Tales of the Unexpected #48 avril 1960 
The Beast from the Invisible World
Un monstre géant invisible désintègre les usines d'Allied Solar sur Terre et menace New Chicago. Space Ranger échoue à le vaincre mais est aidé par des policiers invisibles venus du monde d'Ulix dans une autre dimension. C'est en voulant éliminer la créature qu'ils l'ont envoyée dans notre dimension où ils ne peuvent être présents que sous une forme invisible. Une variation sur Forbidden Planet (1956). 
'Dans ce même numéro, en dehors de Space Ranger, une inversion pas mal du thème des Skrulls et qui évoque peut-être Martian Manhunter créé en 1955 : Throg un alien naufragé sur Terre (qui a le pouvoir de créer des vibrations qui détruisent le métal) se bat contre son frère Xiarg avant de le convaincre d'aider les humains aussi. 

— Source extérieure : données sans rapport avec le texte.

#![no_std]

#[cfg(test)]
#[macro_use]
extern crate std;

mod contract;
mod error;
mod state;
mod storage_types;
mod supply;
mod wallet;

#[cfg(any(test, feature = "testutils"))]
pub mod testutils;



pub use crate::contract::{JettonMinter, JettonMinterClient};
pub use crate::error::MinterError;
pub use crate::storage_types::{
    AdminChangedEvent, JettonData, MintEvent, SupplyPrice, WalletDiscovery,
};
pub use crate::supply::{plan_mint, MintPlan, SupplyTerms};
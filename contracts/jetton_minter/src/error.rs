use soroban_sdk::contracterror;

#[contracterror]
#[derive(Copy, Clone, Debug, Eq, PartialEq, PartialOrd, Ord)]
#[repr(u32)]
pub enum MinterError {
    /// Price must be positive and the cap non-negative.
    InvalidConfig = 1,
    InvalidAmount = 2,
    ForwardExceedsPayment = 3,
    /// The payment does not cover a single unit.
    InsufficientPayment = 4,
    Unauthorized = 73,
    /// High exit code: the mint can never succeed and must not be retried.
    CappedSupplyExceeded = 256,
}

Tales of the Unexpected #49 mai1960 
The Alien Wizard
Zastro, un criminel mercurien à la peau verte vient voler dans la Bibliothèque solaire un plan pour trouver le livre secret du sorcier Ptark sur Uranus et ensuite les ingrédients qu'on trouve sur Jupiter. La sorcellerie a l'air de créer surtout des illusions. Le livre de Ptark est détruit à la fin. Cryll se transforme en divers animaux dont un singe télépathique mercurien, un rare exemple de continuité comme il avait déjà utilisé cette forme dans le #45. 

Tales of the Unexpected #50 juin 1960 
Menace of the Sun-Creature
Explorant le système Achernar (Alpha Eridani, 139 années-lumière), Space Ranger aide la police alien à combattre un monstre solaire qui dévore l'énergie.